Each line from the start of the records through the line containing "with blank lines." is to be transcribed exactly, and no other line is to be included.
Extracted data START
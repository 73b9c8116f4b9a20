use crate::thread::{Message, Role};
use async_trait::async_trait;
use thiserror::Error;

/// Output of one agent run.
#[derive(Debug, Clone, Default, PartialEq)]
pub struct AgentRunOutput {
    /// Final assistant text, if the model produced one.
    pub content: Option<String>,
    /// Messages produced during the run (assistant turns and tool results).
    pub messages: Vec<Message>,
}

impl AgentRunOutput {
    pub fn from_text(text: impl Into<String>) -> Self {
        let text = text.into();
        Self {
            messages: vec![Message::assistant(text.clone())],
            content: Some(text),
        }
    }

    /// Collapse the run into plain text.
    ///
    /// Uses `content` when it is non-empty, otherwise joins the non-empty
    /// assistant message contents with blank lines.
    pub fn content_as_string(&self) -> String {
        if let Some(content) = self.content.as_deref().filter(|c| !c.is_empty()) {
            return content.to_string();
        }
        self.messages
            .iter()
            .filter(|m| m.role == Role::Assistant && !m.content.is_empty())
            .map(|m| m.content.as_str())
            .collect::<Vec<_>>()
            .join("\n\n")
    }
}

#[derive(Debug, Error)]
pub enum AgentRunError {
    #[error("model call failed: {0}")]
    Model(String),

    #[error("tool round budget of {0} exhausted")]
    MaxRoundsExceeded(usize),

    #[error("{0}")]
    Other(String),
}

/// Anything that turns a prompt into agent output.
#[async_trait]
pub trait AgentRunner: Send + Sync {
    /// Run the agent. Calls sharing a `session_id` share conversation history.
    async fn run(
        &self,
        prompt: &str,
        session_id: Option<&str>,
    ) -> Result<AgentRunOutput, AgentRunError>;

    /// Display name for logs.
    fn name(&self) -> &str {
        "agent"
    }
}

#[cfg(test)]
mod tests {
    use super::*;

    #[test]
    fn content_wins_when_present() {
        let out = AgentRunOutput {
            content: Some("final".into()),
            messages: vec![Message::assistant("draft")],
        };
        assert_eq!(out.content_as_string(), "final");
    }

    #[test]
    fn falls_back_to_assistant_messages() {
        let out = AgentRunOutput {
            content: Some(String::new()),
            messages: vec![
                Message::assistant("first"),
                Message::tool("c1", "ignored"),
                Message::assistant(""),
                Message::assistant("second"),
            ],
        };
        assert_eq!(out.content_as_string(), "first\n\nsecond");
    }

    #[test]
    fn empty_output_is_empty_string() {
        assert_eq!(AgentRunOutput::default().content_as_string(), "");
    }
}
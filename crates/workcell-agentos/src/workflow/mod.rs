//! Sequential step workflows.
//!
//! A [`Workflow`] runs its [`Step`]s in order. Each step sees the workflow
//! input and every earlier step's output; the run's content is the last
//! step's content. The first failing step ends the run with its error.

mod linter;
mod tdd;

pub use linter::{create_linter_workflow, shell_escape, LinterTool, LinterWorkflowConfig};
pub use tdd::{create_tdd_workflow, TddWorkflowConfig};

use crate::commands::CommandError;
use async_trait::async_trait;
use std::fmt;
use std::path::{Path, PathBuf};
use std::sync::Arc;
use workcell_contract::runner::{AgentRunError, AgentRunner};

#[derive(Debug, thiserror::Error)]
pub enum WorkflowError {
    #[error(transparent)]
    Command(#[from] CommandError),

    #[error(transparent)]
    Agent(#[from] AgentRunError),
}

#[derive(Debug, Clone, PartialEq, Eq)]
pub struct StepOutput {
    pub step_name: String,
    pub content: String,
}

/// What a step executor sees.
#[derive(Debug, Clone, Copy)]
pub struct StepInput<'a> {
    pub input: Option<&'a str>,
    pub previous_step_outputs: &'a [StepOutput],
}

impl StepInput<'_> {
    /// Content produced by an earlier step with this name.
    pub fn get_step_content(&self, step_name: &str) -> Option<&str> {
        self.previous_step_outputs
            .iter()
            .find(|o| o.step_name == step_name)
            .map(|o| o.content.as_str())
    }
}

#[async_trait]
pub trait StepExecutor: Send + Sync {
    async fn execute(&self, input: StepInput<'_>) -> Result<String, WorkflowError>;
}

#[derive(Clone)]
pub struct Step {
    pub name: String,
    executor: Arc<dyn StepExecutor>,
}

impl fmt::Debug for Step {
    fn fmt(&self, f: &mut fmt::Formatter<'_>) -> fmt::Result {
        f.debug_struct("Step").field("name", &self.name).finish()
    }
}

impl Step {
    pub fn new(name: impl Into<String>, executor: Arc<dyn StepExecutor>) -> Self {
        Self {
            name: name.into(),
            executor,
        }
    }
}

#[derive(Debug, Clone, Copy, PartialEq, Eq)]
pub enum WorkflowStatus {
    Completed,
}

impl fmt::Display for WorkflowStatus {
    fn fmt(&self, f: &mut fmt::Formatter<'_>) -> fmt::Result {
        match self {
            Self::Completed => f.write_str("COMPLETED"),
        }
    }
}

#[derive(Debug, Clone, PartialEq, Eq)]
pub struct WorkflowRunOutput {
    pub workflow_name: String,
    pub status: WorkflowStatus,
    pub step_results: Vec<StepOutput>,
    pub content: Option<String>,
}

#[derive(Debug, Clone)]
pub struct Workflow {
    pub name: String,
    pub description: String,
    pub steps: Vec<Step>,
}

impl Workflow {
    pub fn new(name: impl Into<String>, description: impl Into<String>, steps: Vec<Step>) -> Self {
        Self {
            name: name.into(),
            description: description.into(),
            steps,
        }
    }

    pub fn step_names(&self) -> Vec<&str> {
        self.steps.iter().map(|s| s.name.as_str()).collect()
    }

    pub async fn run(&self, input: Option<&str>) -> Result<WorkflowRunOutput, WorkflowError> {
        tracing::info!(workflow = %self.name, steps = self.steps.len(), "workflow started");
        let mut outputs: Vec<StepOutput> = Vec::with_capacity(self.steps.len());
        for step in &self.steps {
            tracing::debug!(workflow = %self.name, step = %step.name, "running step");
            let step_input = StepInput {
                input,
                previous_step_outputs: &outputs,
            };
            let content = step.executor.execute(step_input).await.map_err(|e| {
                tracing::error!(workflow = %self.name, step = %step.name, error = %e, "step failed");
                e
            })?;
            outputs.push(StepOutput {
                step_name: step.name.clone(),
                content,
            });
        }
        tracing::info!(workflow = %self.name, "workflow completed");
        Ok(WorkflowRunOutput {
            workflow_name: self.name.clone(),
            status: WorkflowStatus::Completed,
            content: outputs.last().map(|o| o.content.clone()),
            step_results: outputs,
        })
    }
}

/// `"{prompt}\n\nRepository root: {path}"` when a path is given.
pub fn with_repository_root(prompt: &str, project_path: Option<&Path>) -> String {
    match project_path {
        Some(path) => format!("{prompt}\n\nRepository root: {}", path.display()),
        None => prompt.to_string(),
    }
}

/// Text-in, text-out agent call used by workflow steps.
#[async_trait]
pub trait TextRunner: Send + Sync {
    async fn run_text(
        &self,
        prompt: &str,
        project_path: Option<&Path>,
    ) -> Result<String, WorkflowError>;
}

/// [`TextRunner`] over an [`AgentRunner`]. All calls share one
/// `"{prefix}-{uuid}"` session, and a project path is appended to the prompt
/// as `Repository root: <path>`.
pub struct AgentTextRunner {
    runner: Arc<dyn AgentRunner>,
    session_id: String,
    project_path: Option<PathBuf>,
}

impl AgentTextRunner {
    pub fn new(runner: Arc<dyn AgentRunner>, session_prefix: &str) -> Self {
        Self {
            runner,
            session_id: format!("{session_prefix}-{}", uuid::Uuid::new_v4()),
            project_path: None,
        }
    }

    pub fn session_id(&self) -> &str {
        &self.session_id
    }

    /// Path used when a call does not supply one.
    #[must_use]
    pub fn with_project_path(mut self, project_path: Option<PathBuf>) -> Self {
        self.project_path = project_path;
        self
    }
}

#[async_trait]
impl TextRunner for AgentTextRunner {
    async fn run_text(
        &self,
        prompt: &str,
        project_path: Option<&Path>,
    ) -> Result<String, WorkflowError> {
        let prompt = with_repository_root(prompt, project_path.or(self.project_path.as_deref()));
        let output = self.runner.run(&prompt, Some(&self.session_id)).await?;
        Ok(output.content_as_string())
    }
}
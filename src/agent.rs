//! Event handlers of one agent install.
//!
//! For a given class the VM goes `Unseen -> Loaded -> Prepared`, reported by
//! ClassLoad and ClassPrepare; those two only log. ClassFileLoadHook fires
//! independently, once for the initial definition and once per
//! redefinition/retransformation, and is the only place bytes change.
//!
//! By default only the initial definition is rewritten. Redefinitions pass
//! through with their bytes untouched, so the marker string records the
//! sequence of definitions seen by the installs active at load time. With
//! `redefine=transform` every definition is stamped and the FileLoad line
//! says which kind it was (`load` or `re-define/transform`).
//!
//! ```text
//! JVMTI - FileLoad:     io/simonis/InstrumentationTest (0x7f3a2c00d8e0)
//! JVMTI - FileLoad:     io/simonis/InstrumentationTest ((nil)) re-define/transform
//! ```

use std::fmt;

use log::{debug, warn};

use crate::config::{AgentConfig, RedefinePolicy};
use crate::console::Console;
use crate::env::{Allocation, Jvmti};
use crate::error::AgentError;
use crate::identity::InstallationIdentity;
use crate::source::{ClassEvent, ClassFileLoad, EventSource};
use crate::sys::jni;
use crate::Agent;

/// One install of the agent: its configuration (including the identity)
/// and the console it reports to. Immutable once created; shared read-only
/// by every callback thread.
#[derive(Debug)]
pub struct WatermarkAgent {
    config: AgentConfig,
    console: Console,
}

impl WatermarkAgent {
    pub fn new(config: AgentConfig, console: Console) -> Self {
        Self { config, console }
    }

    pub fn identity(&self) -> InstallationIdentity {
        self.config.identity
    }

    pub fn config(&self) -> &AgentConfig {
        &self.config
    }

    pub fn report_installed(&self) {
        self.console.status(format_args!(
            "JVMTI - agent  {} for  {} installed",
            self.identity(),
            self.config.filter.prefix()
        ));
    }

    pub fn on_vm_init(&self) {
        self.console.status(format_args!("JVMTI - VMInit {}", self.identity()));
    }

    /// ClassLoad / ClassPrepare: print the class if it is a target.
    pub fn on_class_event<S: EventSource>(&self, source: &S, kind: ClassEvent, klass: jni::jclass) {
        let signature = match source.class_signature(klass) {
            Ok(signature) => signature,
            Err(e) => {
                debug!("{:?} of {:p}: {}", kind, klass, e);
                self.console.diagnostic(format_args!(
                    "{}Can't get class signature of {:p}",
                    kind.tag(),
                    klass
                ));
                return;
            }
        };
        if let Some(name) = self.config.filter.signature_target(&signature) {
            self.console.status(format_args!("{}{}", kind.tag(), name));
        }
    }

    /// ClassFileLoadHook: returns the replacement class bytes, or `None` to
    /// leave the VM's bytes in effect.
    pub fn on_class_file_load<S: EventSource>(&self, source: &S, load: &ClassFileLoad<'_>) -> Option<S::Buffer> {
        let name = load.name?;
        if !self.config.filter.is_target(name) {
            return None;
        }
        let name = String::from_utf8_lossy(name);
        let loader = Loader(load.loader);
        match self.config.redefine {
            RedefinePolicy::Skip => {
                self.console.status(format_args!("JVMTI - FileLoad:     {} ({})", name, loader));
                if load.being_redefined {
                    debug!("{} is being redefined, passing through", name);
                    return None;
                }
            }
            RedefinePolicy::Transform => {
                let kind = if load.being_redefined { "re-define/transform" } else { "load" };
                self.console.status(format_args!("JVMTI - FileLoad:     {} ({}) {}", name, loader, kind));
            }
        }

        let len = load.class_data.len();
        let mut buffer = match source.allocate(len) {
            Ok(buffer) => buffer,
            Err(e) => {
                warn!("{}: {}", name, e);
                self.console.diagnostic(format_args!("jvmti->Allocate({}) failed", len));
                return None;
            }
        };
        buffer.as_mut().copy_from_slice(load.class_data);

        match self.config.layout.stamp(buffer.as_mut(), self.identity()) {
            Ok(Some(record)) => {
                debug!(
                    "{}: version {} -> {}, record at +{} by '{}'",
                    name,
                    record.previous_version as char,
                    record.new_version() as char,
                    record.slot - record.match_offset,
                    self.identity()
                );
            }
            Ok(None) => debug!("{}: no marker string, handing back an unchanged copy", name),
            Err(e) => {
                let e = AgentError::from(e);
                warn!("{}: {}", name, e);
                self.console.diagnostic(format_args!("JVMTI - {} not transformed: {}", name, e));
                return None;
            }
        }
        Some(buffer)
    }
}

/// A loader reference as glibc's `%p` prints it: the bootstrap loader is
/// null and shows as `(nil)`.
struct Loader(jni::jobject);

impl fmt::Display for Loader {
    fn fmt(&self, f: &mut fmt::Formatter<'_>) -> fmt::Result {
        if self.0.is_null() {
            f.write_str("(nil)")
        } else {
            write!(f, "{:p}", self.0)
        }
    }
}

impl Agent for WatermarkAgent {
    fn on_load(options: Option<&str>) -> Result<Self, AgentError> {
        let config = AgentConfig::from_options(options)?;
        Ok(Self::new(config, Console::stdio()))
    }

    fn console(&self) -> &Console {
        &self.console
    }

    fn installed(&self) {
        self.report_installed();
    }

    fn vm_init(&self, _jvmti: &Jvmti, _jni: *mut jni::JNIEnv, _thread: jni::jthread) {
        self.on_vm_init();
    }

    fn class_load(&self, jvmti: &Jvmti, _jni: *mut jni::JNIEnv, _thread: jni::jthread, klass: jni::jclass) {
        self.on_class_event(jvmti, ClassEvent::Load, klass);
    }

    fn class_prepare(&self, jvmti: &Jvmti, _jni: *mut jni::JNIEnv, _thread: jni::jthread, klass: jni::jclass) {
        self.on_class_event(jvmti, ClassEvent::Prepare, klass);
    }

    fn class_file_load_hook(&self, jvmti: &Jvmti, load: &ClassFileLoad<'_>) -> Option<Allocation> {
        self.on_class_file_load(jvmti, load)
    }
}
Extracted data END
**Response box**.
repository 73b9c8116f4b9a20
use crate::thread::{Message, Role};
use async_trait::async_trait;
use thiserror::Error;

/// Output of one agent run.
#[derive(Debug, Clone, Default, PartialEq)]
pub struct AgentRunOutput {
    /// Final assistant text, if the model produced one.
    pub content: Option<String>,
    /// Messages produced during the run (assistant turns and tool results).
    pub messages: Vec<Message>,
}

impl AgentRunOutput {
    pub fn from_text(text: impl Into<String>) -> Self {
        let text = text.into();
        Self {
            messages: vec![Message::assistant(text.clone())],
            content: Some(text),
        }
    }

    /// Collapse the run into plain text.
    ///
    /// Uses `content` when it is non-empty, otherwise joins the non-empty
    /// assistant message contents with blank lines.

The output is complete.